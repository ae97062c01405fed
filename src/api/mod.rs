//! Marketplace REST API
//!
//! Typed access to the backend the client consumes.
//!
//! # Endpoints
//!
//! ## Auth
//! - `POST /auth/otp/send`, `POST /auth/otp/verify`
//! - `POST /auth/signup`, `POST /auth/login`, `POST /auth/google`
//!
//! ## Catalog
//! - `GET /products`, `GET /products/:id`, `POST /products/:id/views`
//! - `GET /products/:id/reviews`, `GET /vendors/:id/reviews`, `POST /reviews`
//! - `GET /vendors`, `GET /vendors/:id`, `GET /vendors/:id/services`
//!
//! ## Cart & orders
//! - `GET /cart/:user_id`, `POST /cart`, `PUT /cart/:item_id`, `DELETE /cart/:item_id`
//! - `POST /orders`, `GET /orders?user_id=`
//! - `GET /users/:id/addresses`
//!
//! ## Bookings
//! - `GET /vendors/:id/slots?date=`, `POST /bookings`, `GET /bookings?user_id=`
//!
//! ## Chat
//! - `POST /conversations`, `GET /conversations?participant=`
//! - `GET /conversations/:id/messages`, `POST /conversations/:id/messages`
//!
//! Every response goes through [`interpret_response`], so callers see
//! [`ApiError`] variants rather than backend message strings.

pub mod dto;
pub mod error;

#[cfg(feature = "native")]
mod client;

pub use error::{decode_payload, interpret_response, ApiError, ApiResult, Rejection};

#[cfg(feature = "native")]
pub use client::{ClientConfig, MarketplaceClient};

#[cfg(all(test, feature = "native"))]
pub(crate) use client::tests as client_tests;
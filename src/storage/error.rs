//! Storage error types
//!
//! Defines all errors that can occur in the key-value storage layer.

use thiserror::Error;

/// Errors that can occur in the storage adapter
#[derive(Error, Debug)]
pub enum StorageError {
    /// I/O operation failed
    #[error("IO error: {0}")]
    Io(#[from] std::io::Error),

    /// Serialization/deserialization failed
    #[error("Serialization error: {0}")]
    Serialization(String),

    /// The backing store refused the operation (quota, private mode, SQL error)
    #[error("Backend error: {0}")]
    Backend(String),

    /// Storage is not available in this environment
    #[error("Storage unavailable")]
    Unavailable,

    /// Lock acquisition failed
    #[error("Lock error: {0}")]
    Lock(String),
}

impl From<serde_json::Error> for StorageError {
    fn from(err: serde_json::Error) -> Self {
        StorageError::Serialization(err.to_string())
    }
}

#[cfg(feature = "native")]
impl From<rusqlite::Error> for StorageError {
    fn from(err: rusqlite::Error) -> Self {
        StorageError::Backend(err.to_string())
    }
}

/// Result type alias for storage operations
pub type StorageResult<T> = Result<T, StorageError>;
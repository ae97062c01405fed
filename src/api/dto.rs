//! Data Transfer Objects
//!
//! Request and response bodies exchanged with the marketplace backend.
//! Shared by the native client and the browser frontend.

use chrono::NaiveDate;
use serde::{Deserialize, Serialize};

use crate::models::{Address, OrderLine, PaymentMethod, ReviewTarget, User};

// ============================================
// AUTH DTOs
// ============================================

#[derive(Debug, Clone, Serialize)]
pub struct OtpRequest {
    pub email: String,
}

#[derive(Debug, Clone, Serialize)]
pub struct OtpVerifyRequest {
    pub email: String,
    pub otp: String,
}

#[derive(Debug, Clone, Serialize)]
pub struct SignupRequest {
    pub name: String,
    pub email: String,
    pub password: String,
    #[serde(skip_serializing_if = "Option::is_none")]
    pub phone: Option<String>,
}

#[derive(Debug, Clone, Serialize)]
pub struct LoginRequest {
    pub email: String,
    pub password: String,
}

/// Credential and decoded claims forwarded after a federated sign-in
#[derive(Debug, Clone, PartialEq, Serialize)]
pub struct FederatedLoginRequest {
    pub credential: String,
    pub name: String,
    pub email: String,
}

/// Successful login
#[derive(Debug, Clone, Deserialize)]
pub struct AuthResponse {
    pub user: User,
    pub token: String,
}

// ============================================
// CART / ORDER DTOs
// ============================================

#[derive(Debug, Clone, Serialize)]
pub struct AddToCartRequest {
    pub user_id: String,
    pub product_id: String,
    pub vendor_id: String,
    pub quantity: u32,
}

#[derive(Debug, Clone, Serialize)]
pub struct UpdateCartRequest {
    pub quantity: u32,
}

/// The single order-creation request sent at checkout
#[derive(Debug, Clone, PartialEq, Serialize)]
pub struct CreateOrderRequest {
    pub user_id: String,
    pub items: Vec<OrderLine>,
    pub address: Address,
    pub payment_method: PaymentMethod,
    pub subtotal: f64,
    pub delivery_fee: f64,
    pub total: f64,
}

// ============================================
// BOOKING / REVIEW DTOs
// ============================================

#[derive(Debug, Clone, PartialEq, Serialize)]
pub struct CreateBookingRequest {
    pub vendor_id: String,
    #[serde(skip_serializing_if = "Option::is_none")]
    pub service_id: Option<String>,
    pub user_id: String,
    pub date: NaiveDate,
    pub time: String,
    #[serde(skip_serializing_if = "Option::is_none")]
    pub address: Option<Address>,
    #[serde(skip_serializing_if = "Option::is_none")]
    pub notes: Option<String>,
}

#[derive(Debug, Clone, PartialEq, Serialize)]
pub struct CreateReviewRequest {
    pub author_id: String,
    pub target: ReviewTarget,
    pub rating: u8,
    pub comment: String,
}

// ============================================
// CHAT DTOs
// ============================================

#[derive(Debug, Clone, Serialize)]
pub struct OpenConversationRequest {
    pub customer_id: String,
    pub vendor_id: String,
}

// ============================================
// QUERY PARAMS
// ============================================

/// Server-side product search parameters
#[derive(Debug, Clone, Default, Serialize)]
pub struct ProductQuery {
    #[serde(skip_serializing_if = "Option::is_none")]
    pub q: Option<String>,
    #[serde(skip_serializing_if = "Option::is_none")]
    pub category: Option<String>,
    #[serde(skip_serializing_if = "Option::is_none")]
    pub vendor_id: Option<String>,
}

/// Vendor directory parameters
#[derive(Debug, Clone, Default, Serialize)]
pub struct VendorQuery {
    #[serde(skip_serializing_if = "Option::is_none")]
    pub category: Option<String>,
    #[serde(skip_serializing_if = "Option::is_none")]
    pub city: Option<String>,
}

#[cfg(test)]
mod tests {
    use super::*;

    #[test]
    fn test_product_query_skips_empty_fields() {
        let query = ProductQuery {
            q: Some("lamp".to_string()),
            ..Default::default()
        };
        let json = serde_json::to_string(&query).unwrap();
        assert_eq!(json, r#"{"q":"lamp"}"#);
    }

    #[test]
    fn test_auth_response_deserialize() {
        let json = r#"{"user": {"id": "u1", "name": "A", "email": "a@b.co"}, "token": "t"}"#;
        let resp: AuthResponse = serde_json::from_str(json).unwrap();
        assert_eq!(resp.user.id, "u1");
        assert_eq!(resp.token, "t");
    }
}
..........
• Assignment
Write out the records above exactly as given.

• Exercise output
repository ae97062c01405fed
filename src/api/mod.rs
//! Marketplace REST API
//!
//! Typed access to the backend the client consumes.
//!
//! # Endpoints
//!
//! ## Auth
//! - `POST /auth/otp/send`, `POST /auth/otp/verify`
//! - `POST /auth/signup`, `POST /auth/login`, `POST /auth/google`
//!
//! ## Catalog
//! - `GET /products`, `GET /products/:id`, `POST /products/:id/views`
//! - `GET /products/:id/reviews`, `GET /vendors/:id/reviews`, `POST /reviews`
//! - `GET /vendors`, `GET /vendors/:id`, `GET /vendors/:id/services`
//!
//! ## Cart & orders
//! - `GET /cart/:user_id`, `POST /cart`, `PUT /cart/:item_id`, `DELETE /cart/:item_id`
//! - `POST /orders`, `GET /orders?user_id=`
//! - `GET /users/:id/addresses`
//!
//! ## Bookings
//! - `GET /vendors/:id/slots?date=`, `POST /bookings`, `GET /bookings?user_id=`
//!
//! ## Chat
//! - `POST /conversations`, `GET /conversations?participant=`
//! - `GET /conversations/:id/messages`, `POST /conversations/:id/messages`
//!
//! Every response goes through [`interpret_response`], so callers see
//! [`ApiError`] variants rather than backend message strings.

pub mod dto;
pub mod error;

#[cfg(feature = "native")]
mod client;

pub use error::{decode_payload, interpret_response, ApiError, ApiResult, Rejection};

#[cfg(feature = "native")]
pub use client::{ClientConfig, MarketplaceClient};

#[cfg(all(test, feature = "native"))]
pub(crate) use client::tests as client_tests;
filename src/storage/error.rs
//! Storage error types
//!
//! Defines all errors that can occur in the key-value storage layer.

use thiserror::Error;

/// Errors that can occur in the storage adapter
#[derive(Error, Debug)]
pub enum StorageError {
    /// I/O operation failed
    #[error("IO error: {0}")]
    Io(#[from] std::io::Error),

    /// Serialization/deserialization failed
    #[error("Serialization error: {0}")]
    Serialization(String),

    /// The backing store refused the operation (quota, private mode, SQL error)
    #[error("Backend error: {0}")]
    Backend(String),

    /// Storage is not available in this environment
    #[error("Storage unavailable")]
    Unavailable,

    /// Lock acquisition failed
    #[error("Lock error: {0}")]
    Lock(String),
}

impl From<serde_json::Error> for StorageError {
    fn from(err: serde_json::Error) -> Self {
        StorageError::Serialization(err.to_string())
    }
}

#[cfg(feature = "native")]
impl From<rusqlite::Error> for StorageError {
    fn from(err: rusqlite::Error) -> Self {
        StorageError::Backend(err.to_string())
    }
}

/// Result type alias for storage operations
pub type StorageResult<T> = Result<T, StorageError>;
repository ae97062c01405fed
filename src/api/dto.rs
//! Data Transfer Objects
//!
//! Request and response bodies exchanged with the marketplace backend.
//! Shared by the native client and the browser frontend.

use chrono::NaiveDate;
use serde::{Deserialize, Serialize};

use crate::models::{Address, OrderLine, PaymentMethod, ReviewTarget, User};

// ============================================
// AUTH DTOs
// ============================================

#[derive(Debug, Clone, Serialize)]
pub struct OtpRequest {
    pub email: String,
}

#[derive(Debug, Clone, Serialize)]
pub struct OtpVerifyRequest {
    pub email: String,
    pub otp: String,
}

#[derive(Debug, Clone, Serialize)]
pub struct SignupRequest {
    pub name: String,
    pub email: String,
    pub password: String,
    #[serde(skip_serializing_if = "Option::is_none")]
    pub phone: Option<String>,
}

#[derive(Debug, Clone, Serialize)]
pub struct LoginRequest {
    pub email: String,
    pub password: String,
}

/// Credential and decoded claims forwarded after a federated sign-in
#[derive(Debug, Clone, PartialEq, Serialize)]
pub struct FederatedLoginRequest {
    pub credential: String,
    pub name: String,
    pub email: String,
}

/// Successful login
#[derive(Debug, Clone, Deserialize)]
pub struct AuthResponse {
    pub user: User,
    pub token: String,
}

// ============================================
// CART / ORDER DTOs
// ============================================

#[derive(Debug, Clone, Serialize)]
pub struct AddToCartRequest {
    pub user_id: String,
    pub product_id: String,
    pub vendor_id: String,
    pub quantity: u32,
}

#[derive(Debug, Clone, Serialize)]
pub struct UpdateCartRequest {
    pub quantity: u32,
}

/// The single order-creation request sent at checkout
#[derive(Debug, Clone, PartialEq, Serialize)]
pub struct CreateOrderRequest {
    pub user_id: String,
    pub items: Vec<OrderLine>,
    pub address: Address,
    pub payment_method: PaymentMethod,
    pub subtotal: f64,
    pub delivery_fee: f64,
    pub total: f64,
}

// ============================================
// BOOKING / REVIEW DTOs
// ============================================

#[derive(Debug, Clone, PartialEq, Serialize)]
pub struct CreateBookingRequest {
    pub vendor_id: String,
    #[serde(skip_serializing_if = "Option::is_none")]
    pub service_id: Option<String>,
    pub user_id: String,
    pub date: NaiveDate,
    pub time: String,
    #[serde(skip_serializing_if = "Option::is_none")]
    pub address: Option<Address>,
    #[serde(skip_serializing_if = "Option::is_none")]
    pub notes: Option<String>,
}

#[derive(Debug, Clone, PartialEq, Serialize)]
pub struct CreateReviewRequest {
    pub author_id: String,
    pub target: ReviewTarget,
    pub rating: u8,
    pub comment: String,
}

// ============================================
// CHAT DTOs
// ============================================

#[derive(Debug, Clone, Serialize)]
pub struct OpenConversationRequest {
    pub customer_id: String,
    pub vendor_id: String,
}

// ============================================
// QUERY PARAMS
// ============================================

/// Server-side product search parameters
#[derive(Debug, Clone, Default, Serialize)]
pub struct ProductQuery {
    #[serde(skip_serializing_if = "Option::is_none")]
    pub q: Option<String>,
    #[serde(skip_serializing_if = "Option::is_none")]
    pub category: Option<String>,
    #[serde(skip_serializing_if = "Option::is_none")]
    pub vendor_id: Option<String>,
}

/// Vendor directory parameters
#[derive(Debug, Clone, Default, Serialize)]
pub struct VendorQuery {
    #[serde(skip_serializing_if = "Option::is_none")]
    pub category: Option<String>,
    #[serde(skip_serializing_if = "Option::is_none")]
    pub city: Option<String>,
}

#[cfg(test)]
mod tests {
    use super::*;

    #[test]
    fn test_product_query_skips_empty_fields() {
        let query = ProductQuery {
            q: Some("lamp".to_string()),
            ..Default::default()
        };
        let json = serde_json::to_string(&query).unwrap();
        assert_eq!(json, r#"{"q":"lamp"}"#);
    }

    #[test]
    fn test_auth_response_deserialize() {
        let json = r#"{"user": {"id": "u1", "name": "A", "email": "a@b.co"}, "token": "t"}"#;
        let resp: AuthResponse = serde_json::from_str(json).unwrap();
        assert_eq!(resp.user.id, "u1");
        assert_eq!(resp.token, "t");
    }
}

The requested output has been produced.